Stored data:
_ _ _ _ _ _ _
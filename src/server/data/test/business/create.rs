use super::*;

/// Tests creating a business with custom settings.
///
/// Verifies that settings survive the round trip through the JSON column.
///
/// Expected: Ok(Business) with the given settings
#[tokio::test]
async fn creates_business_with_settings() -> Result<(), AppError> {
    let test = TestBuilder::new()
        .with_table(User)
        .with_table(Business)
        .build()
        .await
        .unwrap();
    let db = test.db.as_ref().unwrap();

    let owner = factory::create_user_with_role(db, "BUSINESS_OWNER").await?;
    let settings = BusinessSettings {
        opening_hour: 8,
        closing_hour: 20,
        cancellation_window_hours: 24,
        online_payments: false,
        currency: "eur".to_string(),
    };

    let repo = BusinessRepository::new(db);
    let business = repo
        .create(CreateBusinessParam {
            owner_id: owner.id,
            name: "Sharp Cuts".to_string(),
            description: Some("Classic barbershop".to_string()),
            address: None,
            phone: None,
            settings: settings.clone(),
        })
        .await?;

    assert_eq!(business.owner_id, owner.id);
    assert_eq!(business.name, "Sharp Cuts");
    assert_eq!(business.settings, settings);

    let found = repo.find_by_id(business.id).await?.unwrap();
    assert_eq!(found.settings, settings);

    Ok(())
}

/// Tests that a business requires an existing owner.
///
/// Expected: Err(DbErr) from the foreign key constraint
#[tokio::test]
async fn fails_for_missing_owner() -> Result<(), AppError> {
    let test = TestBuilder::new()
        .with_table(User)
        .with_table(Business)
        .build()
        .await
        .unwrap();
    let db = test.db.as_ref().unwrap();

    let result = BusinessRepository::new(db)
        .create(CreateBusinessParam {
            owner_id: 999,
            name: "Orphan".to_string(),
            description: None,
            address: None,
            phone: None,
            settings: BusinessSettings::default(),
        })
        .await;

    assert!(matches!(result, Err(AppError::DbErr(_))));

    Ok(())
}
_ _ _ _ _ _ _
The lines above that hold "Tests" are the result; show every one of them.

SOLUTION TO THIS EXERCISE:
/// Tests creating a business with custom settings.
/// Tests that a business requires an existing owner.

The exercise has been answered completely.